[Collected data]
+===+
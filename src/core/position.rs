//! Board geometry: squares and board dimensions.
//!
//! Coordinates are signed so that a neighbour of an edge square can be
//! computed and then rejected by `BoardSize::contains`, rather than
//! underflowing.
//!
//! ## Usage
//!
//! ```
//! use rust_draughts::core::{BoardSize, Position};
//!
//! let board = BoardSize::new(8, 8);
//! let corner = Position::new(0, 0);
//!
//! assert!(board.contains(corner));
//! assert!(!board.contains(corner.offset(-1, 1)));
//! ```

use serde::{Deserialize, Serialize};

use super::piece::Color;

/// A square on the board, `x` along a rank and `y` across ranks.
///
/// Rank `y = 0` is white's home side.
#[derive(Clone, Copy, Debug, PartialEq, Eq, Hash, PartialOrd, Ord, Serialize, Deserialize)]
pub struct Position {
    pub x: i32,
    pub y: i32,
}

impl Position {
    /// Create a new position.
    #[must_use]
    pub const fn new(x: i32, y: i32) -> Self {
        Self { x, y }
    }

    /// The square `dx` files and `dy` ranks away.
    #[must_use]
    pub const fn offset(self, dx: i32, dy: i32) -> Self {
        Self {
            x: self.x + dx,
            y: self.y + dy,
        }
    }
}

impl From<(i32, i32)> for Position {
    fn from((x, y): (i32, i32)) -> Self {
        Self::new(x, y)
    }
}

impl std::fmt::Display for Position {
    fn fmt(&self, f: &mut std::fmt::Formatter<'_>) -> std::fmt::Result {
        write!(f, "({}, {})", self.x, self.y)
    }
}

/// Board dimensions in squares.
#[derive(Clone, Copy, Debug, PartialEq, Eq, Hash, Serialize, Deserialize)]
pub struct BoardSize {
    pub width: u32,
    pub height: u32,
}

impl BoardSize {
    /// The standard 8x8 board.
    pub const STANDARD: Self = Self::new(8, 8);

    /// Largest width or height a standard formation is set up on.
    pub const MAX_SIDE: u32 = 1024;

    /// Create a new board size.
    #[must_use]
    pub const fn new(width: u32, height: u32) -> Self {
        Self { width, height }
    }

    /// Check if a position lies on the board.
    #[must_use]
    pub const fn contains(self, position: Position) -> bool {
        position.x >= 0
            && position.y >= 0
            && (position.x as i64) < self.width as i64
            && (position.y as i64) < self.height as i64
    }

    /// The rank on which pawns of `color` are promoted.
    ///
    /// This is the rank farthest from that color's home side. Heights past
    /// `i32::MAX` saturate, since no position can lie beyond that rank.
    #[must_use]
    pub fn promotion_rank(self, color: Color) -> i32 {
        match color {
            Color::White => i32::try_from(self.height).map_or(i32::MAX, |height| height - 1),
            Color::Black => 0,
        }
    }

    /// Check if the board can hold the standard three-rank formation.
    ///
    /// The width must be even so every rank holds `width / 2` pieces, and
    /// the height must leave the two formations disjoint. Neither side may
    /// exceed [`MAX_SIDE`](Self::MAX_SIDE).
    #[must_use]
    pub const fn fits_standard_layout(self) -> bool {
        self.width >= 2
            && self.width % 2 == 0
            && self.width <= Self::MAX_SIDE
            && self.height >= 6
            && self.height <= Self::MAX_SIDE
    }
}

impl Default for BoardSize {
    fn default() -> Self {
        Self::STANDARD
    }
}

impl std::fmt::Display for BoardSize {
    fn fmt(&self, f: &mut std::fmt::Formatter<'_>) -> std::fmt::Result {
        write!(f, "{}x{}", self.width, self.height)
    }
}

#[cfg(test)]
mod tests {
    use super::*;

    #[test]
    fn test_offset() {
        let p = Position::new(3, 4);
        assert_eq!(p.offset(1, 1), Position::new(4, 5));
        assert_eq!(p.offset(-1, -1), Position::new(2, 3));
        assert_eq!(p.offset(-4, 0), Position::new(-1, 4));
    }

    #[test]
    fn test_contains() {
        let board = BoardSize::new(8, 8);

        assert!(board.contains(Position::new(0, 0)));
        assert!(board.contains(Position::new(7, 7)));
        assert!(!board.contains(Position::new(8, 0)));
        assert!(!board.contains(Position::new(0, 8)));
        assert!(!board.contains(Position::new(-1, 3)));
        assert!(!board.contains(Position::new(3, -1)));
    }

    #[test]
    fn test_promotion_rank() {
        let board = BoardSize::new(10, 10);
        assert_eq!(board.promotion_rank(Color::White), 9);
        assert_eq!(board.promotion_rank(Color::Black), 0);
    }

    #[test]
    fn test_fits_standard_layout() {
        assert!(BoardSize::new(8, 8).fits_standard_layout());
        assert!(BoardSize::new(2, 6).fits_standard_layout());
        assert!(!BoardSize::new(7, 8).fits_standard_layout());
        assert!(!BoardSize::new(8, 5).fits_standard_layout());
        assert!(!BoardSize::new(0, 8).fits_standard_layout());

        assert!(BoardSize::new(BoardSize::MAX_SIDE, BoardSize::MAX_SIDE).fits_standard_layout());
        assert!(!BoardSize::new(2, BoardSize::MAX_SIDE + 2).fits_standard_layout());
        assert!(!BoardSize::new(2_000_000_000, 8).fits_standard_layout());
        assert!(!BoardSize::new(2, 3_000_000_000).fits_standard_layout());
    }

    #[test]
    fn test_promotion_rank_saturates() {
        assert_eq!(BoardSize::STANDARD.promotion_rank(Color::White), 7);
        assert_eq!(BoardSize::STANDARD.promotion_rank(Color::Black), 0);
        assert_eq!(BoardSize::new(2, u32::MAX).promotion_rank(Color::White), i32::MAX);
    }

    #[test]
    fn test_display() {
        assert_eq!(format!("{}", Position::new(2, 5)), "(2, 5)");
        assert_eq!(format!("{}", BoardSize::STANDARD), "8x8");
    }

    #[test]
    fn test_serialization() {
        let p = Position::new(1, 2);
        let json = serde_json::to_string(&p).unwrap();
        let deserialized: Position = serde_json::from_str(&json).unwrap();
        assert_eq!(p, deserialized);
    }
}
+===+
* _Task objective_
What you give back should match the entries above exactly.

* _Final answer_
filename src/core/position.rs
//! Board geometry: squares and board dimensions.
//!
//! Coordinates are signed so that a neighbour of an edge square can be
//! computed and then rejected by `BoardSize::contains`, rather than
//! underflowing.
//!
//! ## Usage
//!
//! ```
//! use rust_draughts::core::{BoardSize, Position};
//!
//! let board = BoardSize::new(8, 8);
//! let corner = Position::new(0, 0);
//!
//! assert!(board.contains(corner));
//! assert!(!board.contains(corner.offset(-1, 1)));
//! ```

use serde::{Deserialize, Serialize};

use super::piece::Color;

/// A square on the board, `x` along a rank and `y` across ranks.
///
/// Rank `y = 0` is white's home side.
#[derive(Clone, Copy, Debug, PartialEq, Eq, Hash, PartialOrd, Ord, Serialize, Deserialize)]
pub struct Position {
    pub x: i32,
    pub y: i32,
}

impl Position {
    /// Create a new position.
    #[must_use]
    pub const fn new(x: i32, y: i32) -> Self {
        Self { x, y }
    }

    /// The square `dx` files and `dy` ranks away.
    #[must_use]
    pub const fn offset(self, dx: i32, dy: i32) -> Self {
        Self {
            x: self.x + dx,
            y: self.y + dy,
        }
    }
}

impl From<(i32, i32)> for Position {
    fn from((x, y): (i32, i32)) -> Self {
        Self::new(x, y)
    }
}

impl std::fmt::Display for Position {
    fn fmt(&self, f: &mut std::fmt::Formatter<'_>) -> std::fmt::Result {
        write!(f, "({}, {})", self.x, self.y)
    }
}

/// Board dimensions in squares.
#[derive(Clone, Copy, Debug, PartialEq, Eq, Hash, Serialize, Deserialize)]
pub struct BoardSize {
    pub width: u32,
    pub height: u32,
}

impl BoardSize {
    /// The standard 8x8 board.
    pub const STANDARD: Self = Self::new(8, 8);

    /// Largest width or height a standard formation is set up on.
    pub const MAX_SIDE: u32 = 1024;

    /// Create a new board size.
    #[must_use]
    pub const fn new(width: u32, height: u32) -> Self {
        Self { width, height }
    }

    /// Check if a position lies on the board.
    #[must_use]
    pub const fn contains(self, position: Position) -> bool {
        position.x >= 0
            && position.y >= 0
            && (position.x as i64) < self.width as i64
            && (position.y as i64) < self.height as i64
    }

    /// The rank on which pawns of `color` are promoted.
    ///
    /// This is the rank farthest from that color's home side. Heights past
    /// `i32::MAX` saturate, since no position can lie beyond that rank.
    #[must_use]
    pub fn promotion_rank(self, color: Color) -> i32 {
        match color {
            Color::White => i32::try_from(self.height).map_or(i32::MAX, |height| height - 1),
            Color::Black => 0,
        }
    }

    /// Check if the board can hold the standard three-rank formation.
    ///
    /// The width must be even so every rank holds `width / 2` pieces, and
    /// the height must leave the two formations disjoint. Neither side may
    /// exceed [`MAX_SIDE`](Self::MAX_SIDE).
    #[must_use]
    pub const fn fits_standard_layout(self) -> bool {
        self.width >= 2
            && self.width % 2 == 0
            && self.width <= Self::MAX_SIDE
            && self.height >= 6
            && self.height <= Self::MAX_SIDE
    }
}

impl Default for BoardSize {
    fn default() -> Self {
        Self::STANDARD
    }
}

impl std::fmt::Display for BoardSize {
    fn fmt(&self, f: &mut std::fmt::Formatter<'_>) -> std::fmt::Result {
        write!(f, "{}x{}", self.width, self.height)
    }
}

#[cfg(test)]
mod tests {
    use super::*;

    #[test]
    fn test_offset() {
        let p = Position::new(3, 4);
        assert_eq!(p.offset(1, 1), Position::new(4, 5));
        assert_eq!(p.offset(-1, -1), Position::new(2, 3));
        assert_eq!(p.offset(-4, 0), Position::new(-1, 4));
    }

    #[test]
    fn test_contains() {
        let board = BoardSize::new(8, 8);

        assert!(board.contains(Position::new(0, 0)));
        assert!(board.contains(Position::new(7, 7)));
        assert!(!board.contains(Position::new(8, 0)));
        assert!(!board.contains(Position::new(0, 8)));
        assert!(!board.contains(Position::new(-1, 3)));
        assert!(!board.contains(Position::new(3, -1)));
    }

    #[test]
    fn test_promotion_rank() {
        let board = BoardSize::new(10, 10);
        assert_eq!(board.promotion_rank(Color::White), 9);
        assert_eq!(board.promotion_rank(Color::Black), 0);
    }

    #[test]
    fn test_fits_standard_layout() {
        assert!(BoardSize::new(8, 8).fits_standard_layout());
        assert!(BoardSize::new(2, 6).fits_standard_layout());
        assert!(!BoardSize::new(7, 8).fits_standard_layout());
        assert!(!BoardSize::new(8, 5).fits_standard_layout());
        assert!(!BoardSize::new(0, 8).fits_standard_layout());

        assert!(BoardSize::new(BoardSize::MAX_SIDE, BoardSize::MAX_SIDE).fits_standard_layout());
        assert!(!BoardSize::new(2, BoardSize::MAX_SIDE + 2).fits_standard_layout());
        assert!(!BoardSize::new(2_000_000_000, 8).fits_standard_layout());
        assert!(!BoardSize::new(2, 3_000_000_000).fits_standard_layout());
    }

    #[test]
    fn test_promotion_rank_saturates() {
        assert_eq!(BoardSize::STANDARD.promotion_rank(Color::White), 7);
        assert_eq!(BoardSize::STANDARD.promotion_rank(Color::Black), 0);
        assert_eq!(BoardSize::new(2, u32::MAX).promotion_rank(Color::White), i32::MAX);
    }

    #[test]
    fn test_display() {
        assert_eq!(format!("{}", Position::new(2, 5)), "(2, 5)");
        assert_eq!(format!("{}", BoardSize::STANDARD), "8x8");
    }

    #[test]
    fn test_serialization() {
        let p = Position::new(1, 2);
        let json = serde_json::to_string(&p).unwrap();
        let deserialized: Position = serde_json::from_str(&json).unwrap();
        assert_eq!(p, deserialized);
    }
}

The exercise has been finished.